CHAPEL HILL, N.C.--(BUSINESS WIRE)--Feb. 18, 2004--POZEN Inc. (NASDAQ: POZN), today announced results for the fourth quarter and year ended December 31, 2003.

POZEN reported a net loss of $1.6 million, or $0.06 per share, for the fourth quarter of 2003 compared with a net loss of $5.7 million, or $0.20 per share, for the fourth quarter of 2002. POZEN's net loss was $14.9 million, or $0.52 per common share for 2003, as compared to $24.6 million or $0.87 per common share for 2002.

For the fourth quarter of 2003, POZEN reported revenue of $1.8 million. Revenue for the twelve months ended December 31, 2003 totaled $3.7 million. POZEN did not report any revenue during 2002. Revenue for the fourth quarter and the twelve months ended December 31, 2003, resulted from the amortization of payments received under the licensing agreements for MT 100(TM), MT 300(TM), and MT 400(TM).

Total operating expenses for the fourth quarter of 2003 were $3.6 million as compared to $5.9 million for the same period in 2002. The decrease in operating expenses was due primarily to a reduced level of research and development activities for MT 300 and MT 400. Operating expenses for 2003 decreased 25% to $19.1 million. The decrease in operating expenses for the year was due primarily to a reduced level of research and development activities for MT 300 and MT 400, offset by increased general and administrative costs. The non-cash amortization of deferred compensation in connection with employee stock option grants was $0.5 million and $2.9 million for 2003 and 2002, respectively.

At December 31, 2003, cash and cash equivalents totaled $60.5 million compared to $50.0 million at December 31, 2002. The increase in cash and cash equivalents resulted primarily from positive net cash provided by operating activities, or cash flow, for the year ended December 31, 2003. POZEN received $27.5 million in cash in 2003 from licensing agreements, of which $23.8 million will be recognized as revenue in future periods.

"POZEN made considerable progress in 2003. We booked revenue and achieved positive cash flow for the first time in our company history. We submitted a New Drug Application for MT 100 and have secured commercial partnerships for several product candidates," said John R. Plachetka, Pharm.D., chairman, president and chief executive officer of POZEN. "We look forward to an equally exciting 2004 as we move our product candidates through development and the regulatory process, continue to work on securing commercial partnerships, and introduce new product candidates into our pipeline."

Business Highlights
MT 100

In January 2004, POZEN announced the results of a two-year rat carcinogenicity study for MT 100. The Company believes the results of the study provided no evidence that the concomitant administration of maximum tolerated doses of metoclopramide and naproxen produced any statistically significant differences in findings from those seen with metoclopramide alone. None of the tumors observed in the study were considered to be directly related to the administration of metoclopramide or naproxen; all were considered to be secondary to metoclopramide. The study report was submitted to the U.S. Food and Drug Administration (FDA) and completes the MT 100 New Drug Application (NDA) made by POZEN in July 2003. The NDA was accepted for filing by the FDA in October 2003 and is currently in review. MT 100 is being developed as an oral first-line therapy for the acute treatment of migraine.

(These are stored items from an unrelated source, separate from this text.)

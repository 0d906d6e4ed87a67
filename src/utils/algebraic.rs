//! Square-notation boundary layer.
//!
//! Converts between coordinates such as `e4` (case-insensitive on input) and
//! internal `0..=63` indices.

use crate::errors::{ChessError, ChessResult};
use crate::game_state::chess_types::{make_square, Bitboard, Square};

const SQUARE_NAMES: [&str; 64] = [
    "a1", "b1", "c1", "d1", "e1", "f1", "g1", "h1", //
    "a2", "b2", "c2", "d2", "e2", "f2", "g2", "h2", //
    "a3", "b3", "c3", "d3", "e3", "f3", "g3", "h3", //
    "a4", "b4", "c4", "d4", "e4", "f4", "g4", "h4", //
    "a5", "b5", "c5", "d5", "e5", "f5", "g5", "h5", //
    "a6", "b6", "c6", "d6", "e6", "f6", "g6", "h6", //
    "a7", "b7", "c7", "d7", "e7", "f7", "g7", "h7", //
    "a8", "b8", "c8", "d8", "e8", "f8", "g8", "h8", //
];

/// Lowercase name of an in-range square. Panics on an index above 63.
#[inline]
pub fn square_name(square: Square) -> &'static str {
    SQUARE_NAMES[square as usize]
}

/// Convert notation such as `e4` or `E4` to a square index.
pub fn algebraic_to_square(square: &str) -> ChessResult<Square> {
    let bytes = square.as_bytes();
    if bytes.len() != 2 {
        return Err(ChessError::InvalidSquare(square.to_owned()));
    }

    let file = bytes[0].to_ascii_lowercase();
    let rank = bytes[1];
    if !(b'a'..=b'h').contains(&file) || !(b'1'..=b'8').contains(&rank) {
        return Err(ChessError::InvalidSquare(square.to_owned()));
    }

    Ok(make_square(file - b'a', rank - b'1'))
}

/// Convert a square index to lowercase notation, rejecting indices above 63.
pub fn square_to_algebraic(square: Square) -> ChessResult<String> {
    SQUARE_NAMES
        .get(square as usize)
        .map(|name| (*name).to_owned())
        .ok_or_else(|| ChessError::InvalidSquare(format!("index {square}")))
}

/// Convert notation to a one-hot bitboard.
pub fn algebraic_to_bitboard(square: &str) -> ChessResult<Bitboard> {
    Ok(1u64 << algebraic_to_square(square)?)
}
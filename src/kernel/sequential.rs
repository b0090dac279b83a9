//! Reference greedy suppressor, single-threaded.
//!
//! This is the semantics baseline: the block-parallel suppressor is required
//! to reproduce its output index-for-index.

use crate::geometry::{iou, Detection};
use crate::kernel::score_order;
use crate::trace::{trace_event, trace_span};

/// Greedy NMS over `detections`, keeping the highest-scored box of every
/// group of mutually overlapping candidates.
///
/// Returns input indices of kept boxes in descending-score order. Two boxes
/// conflict when their IoU strictly exceeds `threshold`: `threshold = 1.0`
/// suppresses nothing (even exact duplicates sit at IoU 1.0, never above it)
/// and `threshold = 0.0` keeps only pairwise-disjoint boxes.
pub fn suppress(detections: &[Detection], threshold: f32) -> Vec<usize> {
    let _span = trace_span!("sequential_suppress", boxes = detections.len()).entered();

    let order = score_order(detections);
    let mut suppressed = vec![false; order.len()];
    let mut keep = Vec::new();

    for pos in 0..order.len() {
        if suppressed[pos] {
            continue;
        }
        let index = order[pos];
        keep.push(index);

        let anchor = &detections[index].bbox;
        for (later, slot) in suppressed.iter_mut().enumerate().skip(pos + 1) {
            if *slot {
                continue;
            }
            if iou(anchor, &detections[order[later]].bbox) > threshold {
                *slot = true;
            }
        }
    }

    trace_event!("sequential_kept", kept = keep.len(), boxes = detections.len());
    keep
}
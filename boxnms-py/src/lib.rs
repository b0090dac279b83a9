//! Python bindings for the boxnms suppression library.
//!
//! Exposes the single suppression entry point over a NumPy `(n, 5)` array,
//! matching the shape produced by detector post-processing pipelines.

use numpy::{PyReadonlyArray2, PyUntypedArrayMethods};
use pyo3::exceptions::PyValueError;
use pyo3::prelude::*;

use ::boxnms::{Detection, ROW_WIDTH};

/// Greedy non-maximum suppression.
///
/// Args:
///     dets: float32 array of shape (n, 5) with x1, y1, x2, y2, score rows.
///     thresh: IoU threshold in [0, 1]; overlap strictly above it suppresses.
///     force_cpu: Run the sequential suppressor even when the parallel
///         backend is compiled in (default: False).
///
/// Returns:
///     Indices of kept rows, ordered by descending score.
#[pyfunction]
#[pyo3(signature = (dets, thresh, force_cpu = false))]
fn nms(dets: PyReadonlyArray2<'_, f32>, thresh: f32, force_cpu: bool) -> PyResult<Vec<usize>> {
    let columns = dets.shape()[1];
    if columns != ROW_WIDTH {
        return Err(PyValueError::new_err(format!(
            "detections must have {ROW_WIDTH} columns, got {columns}"
        )));
    }

    let array = dets.as_array();
    let detections: Vec<Detection> = array
        .outer_iter()
        .map(|row| Detection::from_row([row[0], row[1], row[2], row[3], row[4]]))
        .collect();
    Ok(::boxnms::nms(&detections, thresh, force_cpu))
}

/// Reports whether this build carries the block-parallel backend.
#[pyfunction]
fn parallel_available() -> bool {
    ::boxnms::parallel_available()
}

#[pymodule]
fn boxnms(m: &Bound<'_, PyModule>) -> PyResult<()> {
    m.add_function(wrap_pyfunction!(nms, m)?)?;
    m.add_function(wrap_pyfunction!(parallel_available, m)?)?;
    Ok(())
}
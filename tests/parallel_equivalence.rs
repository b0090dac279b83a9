#![cfg(feature = "rayon")]

use boxnms::kernel::{bitmask, sequential};
use boxnms::{nms, BBox, Detection};
use rand::rngs::StdRng;
use rand::{Rng, SeedableRng};

/// Clustered random boxes so a realistic share of pairs overlaps.
fn random_detections(rng: &mut StdRng, n: usize, clusters: usize) -> Vec<Detection> {
    (0..n)
        .map(|_| {
            let cluster = rng.random_range(0..clusters.max(1)) as f32;
            let x1 = cluster * 40.0 + rng.random_range(-8.0f32..8.0);
            let y1 = cluster * 25.0 + rng.random_range(-8.0f32..8.0);
            let w = rng.random_range(5.0f32..30.0);
            let h = rng.random_range(5.0f32..30.0);
            let score = rng.random_range(0.0f32..1.0);
            Detection::new(BBox::new(x1, y1, x1 + w, y1 + h), score)
        })
        .collect()
}

#[test]
fn parallel_matches_sequential_on_random_inputs() {
    let mut rng = StdRng::seed_from_u64(0x5eed);
    for &n in &[0usize, 1, 2, 10, 63, 64, 65, 200, 513] {
        for &threshold in &[0.0f32, 0.1, 0.3, 0.5, 0.7, 0.99, 1.0] {
            let dets = random_detections(&mut rng, n, 6);
            assert_eq!(
                bitmask::suppress(&dets, threshold),
                sequential::suppress(&dets, threshold),
                "keep lists diverged for n={n} threshold={threshold}",
            );
        }
    }
}

#[test]
fn parallel_matches_sequential_with_ties_and_duplicates() {
    let mut rng = StdRng::seed_from_u64(41);
    let mut dets = random_detections(&mut rng, 160, 4);
    // Quantize scores to force ties and duplicate a slice of boxes verbatim,
    // so the ascending-index tie-break actually decides outcomes.
    for det in dets.iter_mut() {
        det.score = (det.score * 8.0).floor() / 8.0;
    }
    let dup: Vec<Detection> = dets[..40].to_vec();
    dets.extend(dup);

    for &threshold in &[0.0f32, 0.4, 0.8, 1.0] {
        assert_eq!(
            bitmask::suppress(&dets, threshold),
            sequential::suppress(&dets, threshold),
            "keep lists diverged at threshold={threshold}",
        );
    }
}

#[test]
fn dispatcher_output_is_independent_of_backend() {
    let mut rng = StdRng::seed_from_u64(7);
    let dets = random_detections(&mut rng, 300, 8);
    assert_eq!(nms(&dets, 0.5, false), nms(&dets, 0.5, true));
}
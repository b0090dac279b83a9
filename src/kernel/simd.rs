//! SIMD overlap-bit assembly using the `wide` crate.
//!
//! Vectorizes the IoU arithmetic of the bitmask kernel 8 lanes at a time
//! with `f32x8`, plus a scalar remainder loop. Lane operations are IEEE-754
//! single-precision ops applied in the same order as the scalar metric, so
//! the overlap decisions stay bit-identical to `geometry::iou`.

use crate::geometry::{iou, BBox, PIXEL_EXTENT};
use wide::f32x8;

const LANES: usize = 8;

/// Gathers one field of 8 consecutive boxes into lanes.
#[inline]
fn gather(boxes: &[BBox], field: impl Fn(&BBox) -> f32) -> f32x8 {
    f32x8::from([
        field(&boxes[0]),
        field(&boxes[1]),
        field(&boxes[2]),
        field(&boxes[3]),
        field(&boxes[4]),
        field(&boxes[5]),
        field(&boxes[6]),
        field(&boxes[7]),
    ])
}

/// Overlap bits of `anchor` against one chunk: bit k is set when
/// `iou(anchor, chunk[k]) > threshold`.
pub(crate) fn overlap_bits(anchor: &BBox, chunk: &[BBox], threshold: f32) -> u64 {
    let mut bits = 0u64;

    let ax1 = f32x8::splat(anchor.x1);
    let ay1 = f32x8::splat(anchor.y1);
    let ax2 = f32x8::splat(anchor.x2);
    let ay2 = f32x8::splat(anchor.y2);
    let area_a = f32x8::splat(anchor.area());
    let extent = f32x8::splat(PIXEL_EXTENT);
    let zero = f32x8::ZERO;

    let simd_end = chunk.len() / LANES * LANES;
    let mut k = 0;
    while k < simd_end {
        let lanes = &chunk[k..k + LANES];
        let bx1 = gather(lanes, |b| b.x1);
        let by1 = gather(lanes, |b| b.y1);
        let bx2 = gather(lanes, |b| b.x2);
        let by2 = gather(lanes, |b| b.y2);
        let area_b = gather(lanes, BBox::area);

        let iw = (ax2.min(bx2) - ax1.max(bx1) + extent).max(zero);
        let ih = (ay2.min(by2) - ay1.max(by1) + extent).max(zero);
        let inter = iw * ih;
        let union = area_a + area_b - inter;
        let scores = (inter / union).to_array();
        let unions = union.to_array();

        for (lane, (&u, &score)) in unions.iter().zip(scores.iter()).enumerate() {
            // A non-positive union scores 0.0 in the scalar metric.
            if u > 0.0 && score > threshold {
                bits |= 1u64 << (k + lane);
            }
        }
        k += LANES;
    }

    // Scalar remainder
    while k < chunk.len() {
        if iou(anchor, &chunk[k]) > threshold {
            bits |= 1u64 << k;
        }
        k += 1;
    }

    bits
}
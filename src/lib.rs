//! BoxNMS is a greedy non-maximum suppression library for axis-aligned
//! detection boxes.
//!
//! This crate provides a sequential reference suppressor and an optional
//! block-parallel bitmask suppressor (`rayon` feature, with `simd` layering
//! `wide`-vectorized overlap tests on top). Both produce identical keep
//! lists; the dispatcher picks a backend from the build's capability and a
//! `force_cpu` override, never failing for a missing backend.

mod dispatch;
pub mod geometry;
pub mod kernel;
pub(crate) mod trace;
pub mod util;

pub use dispatch::{nms, parallel_available, select_backend, Backend};
pub use geometry::{detections_from_rows, iou, validate_detections, BBox, Detection, ROW_WIDTH};
pub use util::{NmsError, NmsResult};
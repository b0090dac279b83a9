//! Block-parallel suppressor built on per-chunk overlap bitmasks.
//!
//! Greedy NMS looks inherently sequential, but only the *application* of
//! suppression is order-dependent; whether two boxes overlap beyond the
//! threshold is symmetric and score-free. The kernel therefore computes every
//! pairwise overlap decision up front as an n x ceil(n/64) matrix of `u64`
//! bitmasks, fanning rows out across the rayon pool, and applies them in a
//! cheap strictly-sequential walk. The keep list is identical to
//! `sequential::suppress` index-for-index.

use rayon::prelude::*;

use crate::geometry::{BBox, Detection};
use crate::kernel::score_order;
use crate::trace::{trace_event, trace_span};

#[cfg(not(feature = "simd"))]
use crate::geometry::iou;
#[cfg(feature = "simd")]
use crate::kernel::simd::overlap_bits;

/// Boxes per bitmask chunk.
const BLOCK_BITS: usize = u64::BITS as usize;

/// Greedy NMS with the same contract and output as `sequential::suppress`.
pub fn suppress(detections: &[Detection], threshold: f32) -> Vec<usize> {
    let n = detections.len();
    if n == 0 {
        return Vec::new();
    }
    let _span = trace_span!("bitmask_suppress", boxes = n).entered();

    let order = score_order(detections);
    // Rank-ordered copies so mask row r always refers to the rank-r box.
    let ranked: Vec<BBox> = order.iter().map(|&i| detections[i].bbox).collect();

    let col_blocks = n.div_ceil(BLOCK_BITS);
    let mut masks = vec![0u64; n * col_blocks];
    masks
        .par_chunks_mut(col_blocks)
        .enumerate()
        .for_each(|(row, row_masks)| fill_row(&ranked, threshold, row, row_masks));

    // The application pass must stay sequential: the decision for rank r
    // depends on every earlier kept row.
    let mut removed = vec![0u64; col_blocks];
    let mut keep = Vec::new();
    for (rank, &index) in order.iter().enumerate() {
        let block = rank / BLOCK_BITS;
        let bit = rank % BLOCK_BITS;
        if removed[block] & (1u64 << bit) != 0 {
            continue;
        }
        keep.push(index);

        // Re-marking an already-removed box is idempotent, so the kept row is
        // OR-ed in without consulting current removal state.
        let row = &masks[rank * col_blocks..(rank + 1) * col_blocks];
        for (dst, src) in removed.iter_mut().zip(row.iter()).skip(block) {
            *dst |= *src;
        }
    }

    trace_event!("bitmask_kept", kept = keep.len(), boxes = n);
    keep
}

/// Fills one mask row: bit k of cell b marks rank `b * 64 + k` as overlapping
/// `ranked[row]` beyond the threshold. Cells left of the diagonal stay zero;
/// each parallel unit writes only its own row.
fn fill_row(ranked: &[BBox], threshold: f32, row: usize, row_masks: &mut [u64]) {
    let anchor = &ranked[row];
    let first_block = row / BLOCK_BITS;

    for (block, mask) in row_masks.iter_mut().enumerate().skip(first_block) {
        let start = block * BLOCK_BITS;
        let end = (start + BLOCK_BITS).min(ranked.len());
        let mut bits = overlap_bits(anchor, &ranked[start..end], threshold);

        if block == first_block {
            // Diagonal chunk: a box may only suppress later-ranked boxes.
            let shift = row - start + 1;
            bits = if shift == BLOCK_BITS {
                0
            } else {
                bits & (u64::MAX << shift)
            };
        }
        *mask = bits;
    }
}

/// Scalar overlap-bit assembly for one chunk.
#[cfg(not(feature = "simd"))]
fn overlap_bits(anchor: &BBox, chunk: &[BBox], threshold: f32) -> u64 {
    let mut bits = 0u64;
    for (k, other) in chunk.iter().enumerate() {
        if iou(anchor, other) > threshold {
            bits |= 1u64 << k;
        }
    }
    bits
}

#[cfg(test)]
mod tests {
    use super::suppress;
    use crate::geometry::{BBox, Detection};
    use crate::kernel::sequential;

    /// Deterministic clustered boxes spanning several bitmask chunks.
    fn make_detections(n: usize) -> Vec<Detection> {
        (0..n)
            .map(|i| {
                let cluster = (i % 13) as f32;
                let jitter = ((i * 7) % 5) as f32;
                let x1 = cluster * 30.0 + jitter;
                let y1 = ((i * 11) % 17) as f32 + cluster * 25.0;
                let size = 20.0 + ((i * 3) % 9) as f32;
                let score = (((i * 37) % 100) as f32) / 100.0;
                Detection::new(BBox::new(x1, y1, x1 + size, y1 + size), score)
            })
            .collect()
    }

    #[test]
    fn empty_input_keeps_nothing() {
        assert!(suppress(&[], 0.5).is_empty());
    }

    #[test]
    fn matches_sequential_within_one_chunk() {
        let dets = make_detections(40);
        for &threshold in &[0.0, 0.3, 0.5, 0.9] {
            assert_eq!(
                suppress(&dets, threshold),
                sequential::suppress(&dets, threshold),
            );
        }
    }

    #[test]
    fn matches_sequential_across_chunk_boundaries() {
        for n in [63, 64, 65, 130, 257] {
            let dets = make_detections(n);
            assert_eq!(suppress(&dets, 0.4), sequential::suppress(&dets, 0.4));
        }
    }

    #[test]
    fn matches_sequential_on_score_ties() {
        let mut dets = make_detections(90);
        for det in dets.iter_mut() {
            det.score = (det.score * 4.0).floor() / 4.0;
        }
        assert_eq!(suppress(&dets, 0.3), sequential::suppress(&dets, 0.3));
    }
}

In October 2003, POZEN announced that it received a letter of comments from an advisory group to the Medicines and Healthcare Products Regulatory Agency relating to the Marketing Authorization Application for MT 100. POZEN plans to submit a response in the first quarter of 2004, including providing additional support for the benefits of the combination, to the comments raised by the advisory group.

MT 300

In October 2003, POZEN announced that it received a not-approvable letter from the FDA related to its NDA for MT 300. POZEN is committed to working with the FDA and is preparing a complete response to address the issues raised in the letter. MT 300 is being developed as a new formulation of dihydroergotamine mesylate (DHE) in a prefilled syringe for the acute treatment of migraine.

Financial Guidance

For the first quarter of 2004, POZEN expects total revenue resulting from amortization of deferred revenue to be approximately $1.9 million. POZEN expects total operating expenses for the first quarter of 2004 to be in the range of $4 million to $5 million.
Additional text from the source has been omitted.